限制性内切酶和农杆菌介导的串珠镰刀菌插入突变与致病性突变体的分离

【摘要】：利用限制性内切酶介导的整合(REMI)和农杆菌介导的转化技术(ATMT)转化串珠镰刀菌(Fusarium verticillioides)FT1菌株,以研究其致病的分子机制。以含有潮霉素磷酸转移酶基因的质粒 pUCATPH 转化串珠镰孢菌 FT1原生质体,共获得转化子300多个。原生质体制备采用 PDB 培养14小时的菌丝,以0．7mol／LNaCl 为稳渗剂,在30℃、100rpm 下用20mg/ml 溶壁酶酶解4 小时为最佳。

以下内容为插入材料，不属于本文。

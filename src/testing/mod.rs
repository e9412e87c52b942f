//! Deterministic classifiers, streams and fixtures for tests.

mod dummies;
mod spies;
mod streams;
mod stubs;

pub use dummies::ClassifierNoneVotes;
pub use spies::{TrainSpyClassifier, TrainSpyHandle};
pub use streams::VecStream;
pub use stubs::{ConstantClassifier, InvertedOracleClassifier, OracleClassifier};

use crate::core::attributes::{AttributeRef, NominalAttribute, NumericAttribute};
use crate::core::instance_header::InstanceHeader;
use crate::core::instances::DenseInstance;
use std::sync::Arc;

/// One numeric input `x` followed by a nominal `class` with `classes` values.
pub fn nominal_header(classes: usize) -> Arc<InstanceHeader> {
    let labels = (0..classes).map(|c| c.to_string()).collect();
    let attrs: Vec<AttributeRef> = vec![
        Arc::new(NumericAttribute::new("x")),
        Arc::new(NominalAttribute::with_values("class", labels)),
    ];
    Arc::new(InstanceHeader::new("test", attrs, 1))
}

pub fn binary_header() -> Arc<InstanceHeader> {
    nominal_header(2)
}

pub fn binary_instance(x: f64, label: Option<usize>) -> DenseInstance {
    let y = label.map_or(f64::NAN, |l| l as f64);
    DenseInstance::new(binary_header(), vec![x, y], 1.0)
}
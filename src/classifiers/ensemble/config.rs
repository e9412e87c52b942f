use crate::classifiers::ensemble::ConfigError;
use schemars::JsonSchema;
use serde::{Deserialize, Serialize};

fn default_pool_size() -> usize {
    10
}

fn default_active_count() -> usize {
    3
}

fn default_reselection_period() -> u64 {
    1
}

fn default_window_size() -> usize {
    1000
}

fn default_true() -> bool {
    true
}

/// How recent performance is summarised per learner.
#[derive(Debug, Clone, Copy, PartialEq, Serialize, Deserialize, JsonSchema)]
#[serde(tag = "mode", rename_all = "kebab-case")]
pub enum FitnessMode {
    /// Exact accuracy over the last `window_size` observations.
    SlidingWindow {
        #[serde(default = "default_window_size")]
        #[schemars(
            title = "Window Size",
            description = "Number of recent predictions kept per learner",
            range(min = 1)
        )]
        window_size: usize,
    },
    /// Exponentially smoothed accuracy, `score = score * alpha + (1 - alpha) * correct`.
    Decay {
        #[schemars(
            title = "Decay Factor",
            description = "Weight of the previous score, in [0, 1)",
            range(min = 0.0, max = 1.0)
        )]
        decay_factor: f64,
    },
}

impl Default for FitnessMode {
    fn default() -> Self {
        FitnessMode::SlidingWindow {
            window_size: default_window_size(),
        }
    }
}

/// How the active learners' votes become the ensemble's answer.
#[derive(Debug, Clone, Copy, PartialEq, Eq, Serialize, Deserialize, JsonSchema, Default)]
#[serde(tag = "kind", rename_all = "kebab-case")]
pub enum VotingStrategy {
    /// Each active learner casts one vote for its arg-max class.
    #[default]
    Majority,
    /// Each active learner adds its normalised distribution, scaled by fitness.
    Weighted {
        #[serde(default = "default_true")]
        #[schemars(
            title = "Use Fitness Weights",
            description = "Scale votes by fitness (false = every learner weighs 1.0)"
        )]
        use_fitness_weights: bool,
    },
    /// A meta-learner trained online on the pool's votes answers instead.
    Stacking {
        #[serde(default)]
        #[schemars(
            title = "Cascade Features",
            description = "Feed the original input attributes to the meta-learner too"
        )]
        cascade_features: bool,
    },
}

impl VotingStrategy {
    pub fn name(&self) -> &'static str {
        match self {
            VotingStrategy::Majority => "majority",
            VotingStrategy::Weighted { .. } => "weighted",
            VotingStrategy::Stacking { .. } => "stacking",
        }
    }
}

#[derive(Debug, Clone, PartialEq, Serialize, Deserialize, JsonSchema)]
pub struct EnsembleConfig {
    #[serde(default = "default_pool_size")]
    #[schemars(
        title = "Pool Size",
        description = "Number of base learners kept in the pool",
        range(min = 1)
    )]
    pub pool_size: usize,

    #[serde(default)]
    #[schemars(title = "Fitness", description = "Recent-performance estimator")]
    pub fitness: FitnessMode,

    #[serde(default = "default_active_count")]
    #[schemars(
        title = "Active Count",
        description = "Number of top learners that vote (K)",
        range(min = 1)
    )]
    pub active_count: usize,

    #[serde(default = "default_reselection_period")]
    #[schemars(
        title = "Reselection Period",
        description = "Recompute the active set every N trained instances",
        range(min = 1)
    )]
    pub reselection_period: u64,

    #[serde(default)]
    #[schemars(title = "Voting", description = "Aggregation strategy")]
    pub voting: VotingStrategy,
}

impl Default for EnsembleConfig {
    fn default() -> Self {
        Self {
            pool_size: default_pool_size(),
            fitness: FitnessMode::default(),
            active_count: default_active_count(),
            reselection_period: default_reselection_period(),
            voting: VotingStrategy::default(),
        }
    }
}

impl EnsembleConfig {
    /// Checks everything that can be checked before the target domain is known.
    pub fn validate(&self) -> Result<(), ConfigError> {
        if self.pool_size == 0 {
            return Err(ConfigError::EmptyPool);
        }
        if self.active_count == 0 {
            return Err(ConfigError::NoActiveLearners);
        }
        if self.active_count > self.pool_size {
            return Err(ConfigError::ActiveCountExceedsPool {
                active: self.active_count,
                pool: self.pool_size,
            });
        }
        match self.fitness {
            FitnessMode::SlidingWindow { window_size: 0 } => return Err(ConfigError::ZeroWindow),
            FitnessMode::Decay { decay_factor } if !(0.0..1.0).contains(&decay_factor) => {
                return Err(ConfigError::DecayOutOfRange(decay_factor));
            }
            _ => {}
        }
        if self.reselection_period == 0 {
            return Err(ConfigError::ZeroReselectionPeriod);
        }
        Ok(())
    }

    /// Checks the target domain once the stream schema is bound.
    pub fn validate_target(&self, num_classes: usize) -> Result<(), ConfigError> {
        if num_classes == 0 {
            return Err(ConfigError::UnsupportedTarget);
        }
        if matches!(self.voting, VotingStrategy::Stacking { .. }) && num_classes != 2 {
            return Err(ConfigError::NonBinaryStacking {
                classes: num_classes,
            });
        }
        Ok(())
    }
}
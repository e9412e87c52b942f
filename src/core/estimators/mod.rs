mod gaussian_estimator;

pub use gaussian_estimator::GaussianEstimator;
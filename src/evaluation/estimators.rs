/// Running weighted mean of a stream of observations.
pub trait Estimator: Default {
    fn add(&mut self, value: f64, weight: f64);
    /// NaN until some weight has been observed.
    fn estimation(&self) -> f64;
    fn total_weight(&self) -> f64;
    fn reset(&mut self);
}

#[derive(Clone, Debug, Default)]
pub struct BasicEstimator {
    sum: f64,
    weight: f64,
}

impl Estimator for BasicEstimator {
    fn add(&mut self, value: f64, weight: f64) {
        if !value.is_finite() || weight <= 0.0 {
            return;
        }
        self.sum += value * weight;
        self.weight += weight;
    }

    fn estimation(&self) -> f64 {
        if self.weight > 0.0 {
            self.sum / self.weight
        } else {
            f64::NAN
        }
    }

    fn total_weight(&self) -> f64 {
        self.weight
    }

    fn reset(&mut self) {
        *self = Self::default();
    }
}
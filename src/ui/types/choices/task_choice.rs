use crate::evaluation::CurveFormat;
use crate::ui::types::choices::{EvaluatorChoice, LearnerChoice, StreamChoice, UIChoice};
use schemars::JsonSchema;
use serde::{Deserialize, Serialize};
use serde_json::{Value, json};
use std::path::PathBuf;
use strum_macros::{Display, EnumDiscriminants, EnumIter, EnumMessage, EnumString, IntoStaticStr};

#[derive(Debug, Clone, Copy, Default, Serialize, Deserialize, JsonSchema, PartialEq, Eq)]
#[serde(rename_all = "kebab-case")]
pub enum DumpFormat {
    #[default]
    Csv,
    Tsv,
    Json,
}

impl From<DumpFormat> for CurveFormat {
    fn from(value: DumpFormat) -> Self {
        match value {
            DumpFormat::Csv => CurveFormat::Csv,
            DumpFormat::Tsv => CurveFormat::Tsv,
            DumpFormat::Json => CurveFormat::Json,
        }
    }
}

#[derive(Debug, Clone, Serialize, Deserialize, JsonSchema)]
pub struct PrequentialParams {
    #[schemars(skip)]
    pub learner: LearnerChoice,
    #[schemars(skip)]
    pub stream: StreamChoice,
    #[schemars(skip)]
    pub evaluator: EvaluatorChoice,

    #[serde(default)]
    #[schemars(
        title = "Max Instances",
        description = "Instance budget; unbounded when absent"
    )]
    pub max_instances: Option<u64>,

    #[serde(default)]
    #[schemars(
        title = "Max Seconds",
        description = "CPU-second budget of the evaluation thread; unbounded when absent"
    )]
    pub max_seconds: Option<u64>,

    #[schemars(
        title = "Sample Frequency",
        description = "Instances between learning-curve snapshots",
        range(min = 1)
    )]
    pub sample_frequency: u64,

    #[serde(default)]
    #[schemars(
        with = "String",
        title = "Dump file",
        description = "Where the learning curve is written once the run ends",
        extend("format" = "path", "x-file" = true, "x-must-exist" = false)
    )]
    pub dump_file: Option<PathBuf>,

    #[serde(default)]
    #[schemars(title = "Dump format", description = "Learning curve file format")]
    pub dump_format: DumpFormat,
}

#[derive(Debug, Clone, Serialize, Deserialize, JsonSchema, EnumDiscriminants)]
#[serde(tag = "type", content = "params", rename_all = "kebab-case")]
#[strum_discriminants(name(TaskKind))]
#[strum_discriminants(derive(EnumIter, EnumString, Display, IntoStaticStr, EnumMessage))]
#[strum_discriminants(strum(serialize_all = "kebab-case"))]
pub enum TaskChoice {
    #[strum_discriminants(strum(
        message = "Evaluate Prequential",
        detailed_message = "Tests each instance before training on it and records accuracy and kappa as a learning curve."
    ))]
    EvaluatePrequential(PrequentialParams),
}

impl UIChoice for TaskChoice {
    type Kind = TaskKind;

    /// Only the scalar settings; the nested learner, stream and evaluator are
    /// chosen separately.
    fn default_params(kind: Self::Kind) -> Value {
        match kind {
            TaskKind::EvaluatePrequential => json!({
                "max_instances": null,
                "max_seconds": null,
                "sample_frequency": 100_000,
                "dump_file": null,
                "dump_format": "csv"
            }),
        }
    }
}
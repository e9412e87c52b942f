use std::io::{self, Write};
use std::sync::mpsc::{Receiver, RecvTimeoutError};
use std::thread::JoinHandle;
use std::time::{Duration, Instant};

use anyhow::{Context, Result};
use chrono::{Local, SecondsFormat};
use clap::Parser;

use streamvote::evaluation::{CurveFormat, Snapshot};
use streamvote::tasks::PrequentialEvaluator;
use streamvote::ui::cli::args::{Cli, Command};
use streamvote::ui::cli::describe::describe;
use streamvote::ui::types::build::{build_evaluator, build_learner, build_stream};
use streamvote::ui::types::choices::{LearnerKind, StreamKind, TaskChoice};

const RESET: &str = "\x1b[0m";
const BOLD: &str = "\x1b[1m";
const DIM: &str = "\x1b[2m";
const FG_CYAN: &str = "\x1b[36m";
const FG_GREEN: &str = "\x1b[32m";
const FG_MAGENTA: &str = "\x1b[35m";
const FG_YELLOW: &str = "\x1b[33m";
const FG_GREY: &str = "\x1b[90m";

fn main() -> Result<()> {
    let cli = Cli::parse();

    tracing_subscriber::fmt()
        .with_max_level(cli.log_level)
        .with_writer(io::stderr)
        .init();

    let task = match cli.command {
        Command::Run(args) => args.into_task_choice()?,
        Command::Describe(args) => {
            print!("{}", describe(&args)?);
            return Ok(());
        }
    };

    let TaskChoice::EvaluatePrequential(p) = task;
    let max_instances = p.max_instances;
    let max_seconds = p.max_seconds;

    let learner_kind: &'static str = LearnerKind::from(&p.learner).into();
    let stream_kind: &'static str = StreamKind::from(&p.stream).into();
    let header = vec![
        format!("{BOLD}{FG_CYAN}▶ Prequential Evaluation{RESET}  {learner_kind} on {stream_kind}"),
        format!(
            "{DIM}sample_freq={}  started {}{RESET}",
            p.sample_frequency,
            timestamp()
        ),
        format!("{FG_GREY}{}{RESET}", "─".repeat(72)),
    ];

    let stream = build_stream(p.stream).context("failed to build stream")?;
    let num_classes = stream.header().number_of_classes();
    let evaluator =
        build_evaluator(p.evaluator, num_classes).context("failed to build evaluator")?;
    let learner = build_learner(p.learner).context("failed to build learner")?;

    let (tx, rx) = std::sync::mpsc::channel();
    let mut runner = PrequentialEvaluator::new(
        learner,
        stream,
        evaluator,
        max_instances,
        max_seconds,
        p.sample_frequency,
    )
    .context("failed to construct PrequentialEvaluator")?
    .with_progress(tx);

    let status = StatusLine {
        header,
        repaint: Duration::from_millis(150),
        max_instances,
        max_seconds,
    };
    let render: JoinHandle<()> = std::thread::spawn(move || status.follow(rx));

    runner.run().context("runner failed")?;

    if let Some(path) = p.dump_file
        && !path.as_os_str().is_empty()
    {
        runner
            .curve()
            .export(&path, CurveFormat::from(p.dump_format))
            .with_context(|| format!("failed to export snapshots to {}", path.display()))?;
    }

    drop(runner);
    let _ = render.join();

    Ok(())
}

/// Live one-line status fed by the evaluator's snapshot channel.
struct StatusLine {
    header: Vec<String>,
    repaint: Duration,
    max_instances: Option<u64>,
    max_seconds: Option<u64>,
}

impl StatusLine {
    /// Prints the header, then redraws in place until the runner hangs up.
    fn follow(self, rx: Receiver<Snapshot>) {
        let mut out = io::stdout();
        for line in &self.header {
            let _ = writeln!(out, "{line}");
        }
        let _ = writeln!(out);
        let _ = out.flush();

        let mut last_draw = Instant::now();
        let mut latest: Option<Snapshot> = None;
        loop {
            match rx.recv_timeout(self.repaint) {
                Ok(s) => latest = Some(s),
                Err(RecvTimeoutError::Timeout) => {}
                Err(RecvTimeoutError::Disconnected) => {
                    if let Some(s) = &latest {
                        let _ = write!(out, "\r{}\x1B[K\n", self.render(s));
                        let _ = out.flush();
                    }
                    return;
                }
            }
            if last_draw.elapsed() >= self.repaint {
                if let Some(s) = &latest {
                    let _ = write!(out, "\r{}\x1B[K", self.render(s));
                    let _ = out.flush();
                }
                last_draw = Instant::now();
            }
        }
    }

    fn render(&self, s: &Snapshot) -> String {
        let mut parts = vec![
            format!("{FG_GREEN}{BOLD}seen{RESET} {:>9}", s.instances_seen),
            format!("{FG_CYAN}{BOLD}acc{RESET} {}%", percent(s.accuracy)),
            format!("{FG_MAGENTA}{BOLD}κ{RESET} {}%", percent(s.kappa)),
        ];
        if let Some(v) = s.extras.get("ensemble_mean_active_fitness") {
            parts.push(format!("{FG_YELLOW}fit{RESET} {v:.4}"));
        }
        if let Some(v) = s.extras.get("ensemble_reselections") {
            parts.push(format!("{DIM}resel{RESET} {v:.0}"));
        }
        parts.push(format!("{DIM}cpu{RESET} {:.3}s", s.seconds));

        if let Some(total) = self.max_instances {
            parts.push(format!(
                "{DIM}[inst]{RESET} {}",
                bar(s.instances_seen as f64 / total as f64)
            ));
        }
        if let Some(total) = self.max_seconds {
            parts.push(format!("{DIM}[time]{RESET} {}", bar(s.seconds / total as f64)));
        }
        parts.join("  ")
    }
}

fn percent(x: f64) -> String {
    if x.is_nan() {
        format!("{DIM}    NaN{RESET}")
    } else {
        format!("{:>7.3}", x * 100.0)
    }
}

fn bar(ratio: f64) -> String {
    const WIDTH: usize = 15;
    if !ratio.is_finite() {
        return String::new();
    }
    let ratio = ratio.clamp(0.0, 1.0);
    let filled = (ratio * WIDTH as f64).round() as usize;
    format!(
        "[{}{}] {:>3.0}%",
        "█".repeat(filled),
        "░".repeat(WIDTH - filled),
        ratio * 100.0
    )
}

fn timestamp() -> String {
    Local::now().to_rfc3339_opts(SecondsFormat::Secs, true)
}
use crate::classifiers::Classifier;
use crate::classifiers::bayes::NaiveBayes;
use crate::classifiers::ensemble::AdaptiveEnsemble;
use crate::classifiers::lazy::Knn;
use crate::classifiers::rules::{MajorityClass, NoChange};
use crate::evaluation::{BasicClassificationEvaluator, BasicEstimator, PerformanceEvaluator};
use crate::streams::{SeaGenerator, Stream};
use crate::ui::types::choices::{
    AdaptiveEnsembleParams, BaseLearnerKind, EvaluatorChoice, KnnParams, LearnerChoice,
    StreamChoice,
};
use anyhow::{Context, Result, bail};

pub fn build_stream(choice: StreamChoice) -> Result<Box<dyn Stream>> {
    match choice {
        StreamChoice::SeaGenerator(p) => {
            let stream = SeaGenerator::new(
                p.function_id,
                p.balance,
                p.noise_pct,
                p.max_instances,
                p.seed,
            )
            .context("invalid SEA parameters")?;
            Ok(Box::new(stream))
        }
    }
}

pub fn build_evaluator(
    choice: EvaluatorChoice,
    num_classes: usize,
) -> Result<Box<dyn PerformanceEvaluator>> {
    match choice {
        EvaluatorChoice::BasicClassification(_) => Ok(Box::new(
            BasicClassificationEvaluator::<BasicEstimator>::new(num_classes),
        )),
    }
}

/// The learner is returned unbound; the task binds it to the stream's schema.
pub fn build_learner(choice: LearnerChoice) -> Result<Box<dyn Classifier>> {
    let defaults = KnnParams::default();
    match choice {
        LearnerChoice::NaiveBayes(_) => Ok(base_learner(BaseLearnerKind::NaiveBayes, defaults)),
        LearnerChoice::MajorityClass(_) => {
            Ok(base_learner(BaseLearnerKind::MajorityClass, defaults))
        }
        LearnerChoice::NoChange(_) => Ok(base_learner(BaseLearnerKind::NoChange, defaults)),
        LearnerChoice::Knn(p) => Ok(base_learner(BaseLearnerKind::Knn, p)),
        LearnerChoice::AdaptiveEnsemble(p) => build_ensemble(p),
    }
}

fn build_ensemble(params: AdaptiveEnsembleParams) -> Result<Box<dyn Classifier>> {
    if params.base_learners.is_empty() {
        bail!("base_learners must name at least one learner");
    }
    let pool_size = params.ensemble.pool_size;
    let kinds = params.base_learners;
    let knn = params.knn;
    let meta = params.meta_learner;

    let ensemble = AdaptiveEnsemble::new(params.ensemble, |i| {
        if i == pool_size {
            base_learner(meta, knn)
        } else {
            base_learner(kinds[i % kinds.len()], knn)
        }
    })
    .context("invalid ensemble configuration")?;
    Ok(Box::new(ensemble))
}

fn base_learner(kind: BaseLearnerKind, knn: KnnParams) -> Box<dyn Classifier> {
    match kind {
        BaseLearnerKind::NaiveBayes => Box::new(NaiveBayes::new()),
        BaseLearnerKind::MajorityClass => Box::new(MajorityClass::new()),
        BaseLearnerKind::NoChange => Box::new(NoChange::new()),
        BaseLearnerKind::Knn => Box::new(Knn::new(knn.k, knn.limit)),
    }
}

将 pUCATPH 上的潮霉素磷酸转移酶基因切下,连入质粒 pROKⅡ,构建得到真菌转化载体 pROKⅡ-HPH,冻融法转化农杆菌 LBA4404,建立起了农杆菌介导转化串珠镰孢菌(F． verticiUieides)获得 T-DNA 插入突变体的体系。优化了转化条件,在镰孢菌孢子浓度10~6个/mL、农杆菌 OD_(600)=0．15～0．20、乙酰丁香酮浓度为200μmol/mL 的条件下共培养36h 转化率最高,可达 60～120个/10~6个孢子,共获得转化子1000多个。获得的转化子转接5代能稳定遗传,PCR 验证潮霉素基因已插入转化子基因组 DNA 中。通过表型观察和致病性测定发现部分转化子表现为生长和形态异常,并有两株致病性明显减弱的突变体,目前正在通过 TAIL-PCR 和反向 PCR 扩增突变基因。该转化体系的建立为研究该菌的致病机制和功能基因分析奠定了基础。